**Work task**
This exercise asks for the records to be retyped exactly as they read.

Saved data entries
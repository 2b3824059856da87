use crate::scene::{Camera, Primitive};

/// Index of a primitive within its owning Scene
pub type PrimitiveIndex = usize;

/// Mutable scene graph. Compilation reads it; it is never modified by the
/// compiler.
#[derive(Debug, Clone, PartialEq)]
pub struct Scene {
    name: String,
    camera: Camera,
    primitives: Vec<Primitive>,
}

impl Scene {
    pub fn new(name: impl Into<String>, camera: Camera) -> Scene {
        Scene {
            name: name.into(),
            camera,
            primitives: Vec::new(),
        }
    }

    pub fn name(&self) -> &str {
        &self.name
    }

    pub fn camera(&self) -> &Camera {
        &self.camera
    }

    pub fn set_camera(&mut self, camera: Camera) {
        self.camera = camera;
    }

    pub fn primitives(&self) -> &[Primitive] {
        &self.primitives
    }

    pub fn add_primitive(&mut self, primitive: Primitive) -> PrimitiveIndex {
        let index = self.primitives.len();
        self.primitives.push(primitive);
        index
    }

    /// Removes and returns the primitive at `index`, shifting later ones down
    pub fn remove_primitive(&mut self, index: PrimitiveIndex) -> Option<Primitive> {
        (index < self.primitives.len()).then(|| self.primitives.remove(index))
    }
}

**Exercise result**
repository 2b3824059856da87
use crate::scene::{Camera, Primitive};

/// Index of a primitive within its owning Scene
pub type PrimitiveIndex = usize;

/// Mutable scene graph. Compilation reads it; it is never modified by the
/// compiler.
#[derive(Debug, Clone, PartialEq)]
pub struct Scene {
    name: String,
    camera: Camera,
    primitives: Vec<Primitive>,
}

impl Scene {
    pub fn new(name: impl Into<String>, camera: Camera) -> Scene {
        Scene {
            name: name.into(),
            camera,
            primitives: Vec::new(),
        }
    }

    pub fn name(&self) -> &str {
        &self.name
    }

    pub fn camera(&self) -> &Camera {
        &self.camera
    }

    pub fn set_camera(&mut self, camera: Camera) {
        self.camera = camera;
    }

    pub fn primitives(&self) -> &[Primitive] {
        &self.primitives
    }

    pub fn add_primitive(&mut self, primitive: Primitive) -> PrimitiveIndex {
        let index = self.primitives.len();
        self.primitives.push(primitive);
        index
    }

    /// Removes and returns the primitive at `index`, shifting later ones down
    pub fn remove_primitive(&mut self, index: PrimitiveIndex) -> Option<Primitive> {
        (index < self.primitives.len()).then(|| self.primitives.remove(index))
    }
}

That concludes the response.